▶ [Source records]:

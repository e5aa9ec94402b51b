// Copyright (C) 2026 The Hemolink Authors
// Use of this source code is governed by an MIT-style
// license that can be found in the LICENSE file or at
// https://opensource.org/licenses/MIT.

use diesel::SqliteConnection;
use diesel::prelude::*;
use hemolink_domain::{BloodType, Role, UserId, UserProfile};
use std::collections::BTreeSet;
use tracing::debug;

use crate::data_models::ProfileRow;
use crate::diesel_schema::user_profiles;
use crate::error::PersistenceError;

/// Retrieves a profile by identity.
///
/// # Errors
///
/// Returns an error if the query fails or the row is corrupt.
/// Returns `Ok(None)` if the profile does not exist.
pub fn get_profile(
    conn: &mut SqliteConnection,
    user_id: &UserId,
) -> Result<Option<UserProfile>, PersistenceError> {
    debug!(%user_id, "Looking up profile");

    user_profiles::table
        .filter(user_profiles::user_id.eq(user_id.as_str()))
        .select(ProfileRow::as_select())
        .first(conn)
        .optional()?
        .map(ProfileRow::into_profile)
        .transpose()
}

/// Lists every profile ordered by identity.
///
/// # Errors
///
/// Returns an error if the query fails or a row is corrupt.
pub fn list_profiles(conn: &mut SqliteConnection) -> Result<Vec<UserProfile>, PersistenceError> {
    let rows: Vec<ProfileRow> = user_profiles::table
        .order(user_profiles::user_id.asc())
        .select(ProfileRow::as_select())
        .load(conn)?;

    rows.into_iter().map(ProfileRow::into_profile).collect()
}

/// Lists available donors whose stored blood type is one of `blood_types`.
///
/// The filter runs in SQL as a set-membership test on the stored text.
///
/// # Errors
///
/// Returns an error if the query fails or a row is corrupt.
pub fn list_available_donors(
    conn: &mut SqliteConnection,
    blood_types: &BTreeSet<BloodType>,
) -> Result<Vec<UserProfile>, PersistenceError> {
    let labels: Vec<&'static str> = blood_types.iter().map(BloodType::as_str).collect();

    let rows: Vec<ProfileRow> = user_profiles::table
        .filter(user_profiles::role.eq(Role::Donor.as_str()))
        .filter(user_profiles::is_available.eq(1))
        .filter(user_profiles::blood_type.eq_any(labels))
        .order(user_profiles::user_id.asc())
        .select(ProfileRow::as_select())
        .load(conn)?;

    debug!(count = rows.len(), "Loaded donor candidates");
    rows.into_iter().map(ProfileRow::into_profile).collect()
}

▶ [Exercise description]: Beginning at the top of the data, extract each line through the line containing "use diesel::prelude::*;" and return those lines exactly, with nothing added.

▶ [Answer section]:
repository e5aa9ec94402b51b
// Copyright (C) 2026 The Hemolink Authors
// Use of this source code is governed by an MIT-style
// license that can be found in the LICENSE file or at
// https://opensource.org/licenses/MIT.

use diesel::SqliteConnection;
use diesel::prelude::*;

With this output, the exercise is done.